Mircea gave me a playful flick of his eyebrow and tugged my panties off. "Good thing."
I opened my mouth to reply when his palms bracketed my face, swiftly followed by his mouth hard and demanding on mine. And somehow my witty riposte turned into a pathetic whimpering noise in the back of my throat. Unlike his usual habit, there was no slow seduction this time; Mircea kissed me hot and wet and dirty.
"We knew you were at MAGIC," he told me a few moments later as I tried to remember how to breathe. "But with the interference from the breach, there was no way to know where you were or if you would get out in time."
"I wasn't in there very long," I said, trying to focus.
"Dulceaƫă, you were in there for two hours." And for a moment, the mask slipped. For an instant he looked. . hungry, in some way I couldn't quite define.
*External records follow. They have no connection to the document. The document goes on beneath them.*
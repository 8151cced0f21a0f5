#![forbid(unsafe_code)]
#![cfg_attr(not(test), deny(clippy::expect_used, clippy::unwrap_used))]

use std::time::Duration;

use anyhow::{Context, Result};
use clap::Parser;
use tracing::{info, info_span, Instrument};

use pnum_report::{render, ReportClient, DEFAULT_TIMEOUT};

#[derive(Debug, Parser)]
#[command(name = "pnum-report")]
#[command(about = "Print manager status; optionally shut the search down")]
struct Args {
    /// Manager address.
    #[arg(long, env = "PNUM_MANAGER_ADDR", default_value = "localhost:44479")]
    manager: String,

    /// After reporting, tell the manager to kill all monitors and exit.
    #[arg(short = 'k', long)]
    kill: bool,

    /// Give up on the manager after this long.
    #[arg(long, env = "PNUM_REPORT_TIMEOUT_MS", default_value_t = DEFAULT_TIMEOUT.as_millis() as u64)]
    timeout_ms: u64,
}

#[tokio::main(flavor = "current_thread")]
async fn main() -> Result<()> {
    pnum_observe::logging::init_tracing();
    let args = Args::parse();

    let span = info_span!("pnum-report", manager = %args.manager, kill = args.kill);
    async move {
        let timeout = Duration::from_millis(args.timeout_ms);
        let mut client = ReportClient::connect(&args.manager, timeout)
            .await
            .with_context(|| format!("connecting to manager at {}", args.manager))?;
        let snapshot = client.status().await.context("fetching status")?;
        print!("{}", render(&snapshot));

        if args.kill {
            client.kill().await.context("sending kill")?;
            info!("kill sent");
        }
        Ok(())
    }
    .instrument(span)
    .await
}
Not the predatory desire I'd seen on a few occasions, but more like need. Like some huge, gaping hole had opened up inside him since this morning.
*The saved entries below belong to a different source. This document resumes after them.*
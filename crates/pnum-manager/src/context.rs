use std::sync::Arc;

use pnum_core::alloc::{allocate, AllocPolicy};
use pnum_core::results::ResultStore;
use pnum_core::types::{HostId, StatusSnapshot, WorkRange};
use pnum_observe::metrics::{Counter, Gauge};

#[derive(Debug, Default)]
pub struct ManagerMetrics {
    pub accepted_total: Counter,
    pub ranges_issued_total: Counter,
    pub discoveries_total: Counter,
    pub duplicate_discoveries_total: Counter,
    pub decode_errors_total: Counter,
    pub protocol_violations_total: Counter,
    pub stalled_peers_dropped_total: Counter,
    pub open_connections: Gauge,
    pub compute_connections: Gauge,
    pub monitor_connections: Gauge,
    pub next_unassigned: Gauge,
}

pub fn emit_metrics_snapshot(metrics: &ManagerMetrics) {
    tracing::info!(
        target: "pnum_metrics",
        accepted_total = metrics.accepted_total.get(),
        ranges_issued_total = metrics.ranges_issued_total.get(),
        discoveries_total = metrics.discoveries_total.get(),
        duplicate_discoveries_total = metrics.duplicate_discoveries_total.get(),
        decode_errors_total = metrics.decode_errors_total.get(),
        protocol_violations_total = metrics.protocol_violations_total.get(),
        stalled_peers_dropped_total = metrics.stalled_peers_dropped_total.get(),
        open_connections = metrics.open_connections.get(),
        compute_connections = metrics.compute_connections.get(),
        monitor_connections = metrics.monitor_connections.get(),
        next_unassigned = metrics.next_unassigned.get(),
        "metrics"
    );
}

/// All coordinator state: the assignment cursor and the result store.
///
/// Owned by the reactor and handed to each handler by reference.
#[derive(Debug)]
pub struct ManagerContext {
    /// Last candidate handed out. Only ever increases.
    assigned_through: u64,
    ceiling: u64,
    policy: AllocPolicy,
    results: ResultStore,
    metrics: Arc<ManagerMetrics>,
}

impl ManagerContext {
    /// Candidate 1 is never assigned; the first range starts at 2.
    pub const INITIAL_CURSOR: u64 = 1;

    pub fn new(ceiling: u64, policy: AllocPolicy, metrics: Arc<ManagerMetrics>) -> Self {
        let ctx = Self {
            assigned_through: Self::INITIAL_CURSOR,
            ceiling,
            policy,
            results: ResultStore::new(),
            metrics,
        };
        ctx.metrics.next_unassigned.set(ctx.next_unassigned());
        ctx
    }

    pub fn next_unassigned(&self) -> u64 {
        self.assigned_through.saturating_add(1)
    }

    pub fn ceiling(&self) -> u64 {
        self.ceiling
    }

    /// Records `host`'s throughput and commits the next range sized for it.
    ///
    /// `None` once the ceiling has been handed out.
    pub fn assign(&mut self, host: HostId, throughput: f64) -> Option<WorkRange> {
        self.results.record_throughput(host, throughput);
        let range = allocate(throughput, &self.policy, self.assigned_through, self.ceiling)?;
        self.assigned_through = range.end;
        self.metrics.ranges_issued_total.inc();
        self.metrics.next_unassigned.set(self.next_unassigned());
        Some(range)
    }

    /// Returns `false` for a value that was already known.
    pub fn record_discovery(&mut self, value: u64) -> bool {
        let fresh = self.results.record_discovery(value);
        if fresh {
            self.metrics.discoveries_total.inc();
        } else {
            self.metrics.duplicate_discoveries_total.inc();
        }
        fresh
    }

    pub fn snapshot(&self) -> StatusSnapshot {
        self.results.snapshot()
    }
}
His hair was mussed from having my hands all over it. I reached out and smoothed the worst of the snarls. I wondered if he'd lost friends today, if some of the people who didn't make it out of MAGIC were family. And then I remembered that Radu had been in trouble. And it had been bad enough to drag Mircea away in the middle of delicate negotiations.
"Mircea. . is Radu—"
"He is well. He sends his regards." I felt a wash of relief. "He suffered some damage to the house, but it has given him the excuse to redecorate. I believe the term 'rococo' was used." He glanced at the moose head and his lips quirked. "Of course, he hasn't seen this place yet."
"You actually think he'd like it?"
"He has a fine-tuned appreciation for irony and the absurd," he told me, stripping off his shirt. "He would love it."
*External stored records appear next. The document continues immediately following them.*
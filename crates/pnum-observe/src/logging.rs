use tracing_subscriber::EnvFilter;

/// Initializes a `tracing_subscriber` using `PNUM_LOG` first, then `RUST_LOG`, then a default.
///
/// Log field contract for pnum processes:
/// - Include `conn_id` and `peer` on every per-connection event.
/// - Include `role` once a connection has completed its handshake.
/// - Include `start` and `end` on any range assignment.
pub fn init_tracing() {
    let filter = env_filter();
    tracing_subscriber::fmt().with_env_filter(filter).init();
}

pub fn env_filter() -> EnvFilter {
    EnvFilter::try_from_env("PNUM_LOG")
        .or_else(|_| EnvFilter::try_from_default_env())
        .unwrap_or_else(|_| EnvFilter::new("info"))
}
"You should tell Casanova not to bulldoze it, then."
"I'll do that," Mircea murmured. Fine cloth hissed, a zipper jangled and a leg slid between mine in a heady rush of skin on skin. Teeth grazed the soft skin of my neck and a tongue flickered over the vein. "Dulceaƫă, are you familiar with the concept of a quickie?"
I laughed. There were about a hundred reasons why I shouldn't be here right now, but none of them seemed to matter next to the one overwhelming reason why I should. We were alive, we were both alive, along with the people we loved. It seemed like a miracle.
"Yes, but I didn't think you were." Mircea preferred long and slow and sensual, or so I'd assumed based on limited past experience.
"I am familiar with a great many things, as I will be happy to—" He suddenly went still.
His face had the distant look it got when he was communicating with other vampires long-distance. I didn't particularly understand how they did it; maybe it was merely better hearing, but I didn't think so. Like I didn't think I'd imagined his voice in my head in the clinic.
Mircea closed his eyes, his breath coming out in an irritated sigh. "This war is becoming very. . inconvenient," he said, and rolled off the bed.
"What is it?"
"I am being summoned," he told me, shedding his last item of clothing on the way to the bathroom. His voice had been light, but his muscles looked tense as he walked away.
He stepped into the shower but it was glass sided and he didn't bother to shut the bathroom door. The water turned his hair to black silk and molded it to the shape of his skull. More moisture collected on his high arched brows and dark lashes, before cascading down his cheekbones to wet his lips. Other tiny streams poured over his shoulders and chest in fascinating rivulets, before running down the hard muscles of his stomach and thighs to splash around his feet.
The steam started to obscure the view after a minute, but by then I'd ended up beside the shower door with a sheet wrapped around me. I wiped a hand across the glass so I could see his eyes. "When was the last time you had a day off?"
"Today. I was away from my duties on family business—until the disaster caused me to return early."